What always happens with McGrady is, people say at the beginning of the year that he finally has the help he needs, and then they change their minds about his supporting cast when it turns out that his team sucks. It happened last year, it's happening this year, and it will happen again next year too.


----------



## Scout226 (Sep 17, 2003)

> Originally posted by <b>RP McMurphy</b>!
> 
> 
> It's easy to call them far-fetched in hindsight. Do you know what the Las Vegas over/under was on how many games Houston would win this year? *50* (I'm going to make a nice bit of money on that one because I took the under, by the way). And if you look at the predictions contest that's stickied on the NBA board, out of 40 posters, 17 picked the Rockets to make it to at least the second round, 18 more picked them to lose in the first round, and I was one of only two people who said they'd have a losing record. Obviously these predictions weren't considered far-fetched at the time.


I see I need to start gambling again..  I did pull off a $10, 6 team parlay last year.. Paid off a cool $600.. 

Anyways, that was a pretty good bet with Houston this year. 50 wins would have been a stretch. There's just to much competition in the west. 

When it comes to what other posters predicted, well, there's not much credit in that. I thought you were talking about so called NBA analysts. 



> Then you have the 2003-04 predictions where 8 people said the Magic would win in the first round, 6 people said they'd lose in the first round, and *not one* person said they'd miss the playoffs completely (I didn't post in that thread, but I also thought they'd lose in the first round). And this was the worst team in the league!


I didn't think the Magic would miss the playoffs either, but I wouldn't have predicted them to move past the 1st round. TMAC just didn't have anyone around him.



> What always happens with McGrady is, people say at the beginning of the year that he finally has the help he needs, and then they change their minds about his supporting cast when it turns out that his team sucks. It happened last year, it's happening this year, and it will happen again next year too.

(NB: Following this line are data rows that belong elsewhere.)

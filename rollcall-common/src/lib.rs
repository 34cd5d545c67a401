//! Shared foundation for the Rollcall attendance tracker
//!
//! Provides the error taxonomy, data-folder resolution, and the SQLite
//! persistence layer used by the web service.

pub mod config;
pub mod db;
pub mod error;

pub use error::{Error, Result};

/// Hours credited to a student for a session they attended.
/// Absent students are credited 0.
pub const HOURS_PER_SESSION: i64 = 4;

Well, I haven't seen much of a supporting cast around TMAC. Not in Orlando and not in Houston. TMAC is one of the best in the game, but he's still lacking. People are ready to crown the next MJ. TMAC isn't that guy. He'll be a top scorer in the league and get his rebounds and assists, but he lacks the desire and leadership. I don't watch a lot of TMAC, but it was spelled out last night when the announcers of the Mavs/Rockets game said TMAC doesn't take the leadership role. He doesn't really want it and J. Jackson is the leader by default. That's not good.


----------



## jazzy1 (Jul 16, 2002)

> Originally posted by <b>RP McMurphy</b>!
> 
> 
> It's easy to call them far-fetched in hindsight. Do you know what the Las Vegas over/under was on how many games Houston would win this year? *50* (I'm going to make a nice bit of money on that one because I took the under, by the way). And if you look at the predictions contest that's stickied on the NBA board, out of 40 posters, 17 picked the Rockets to make it to at least the second round, 18 more picked them to lose in the first round, and I was one of only two people who said they'd have a losing record. Obviously these predictions weren't considered far-fetched at the time.
> ...


Good points he's the its never his fault guy. When in the never ending Kobe/Tmac threads it always comes down to its all Kobe's fault and never Tmac's fault. 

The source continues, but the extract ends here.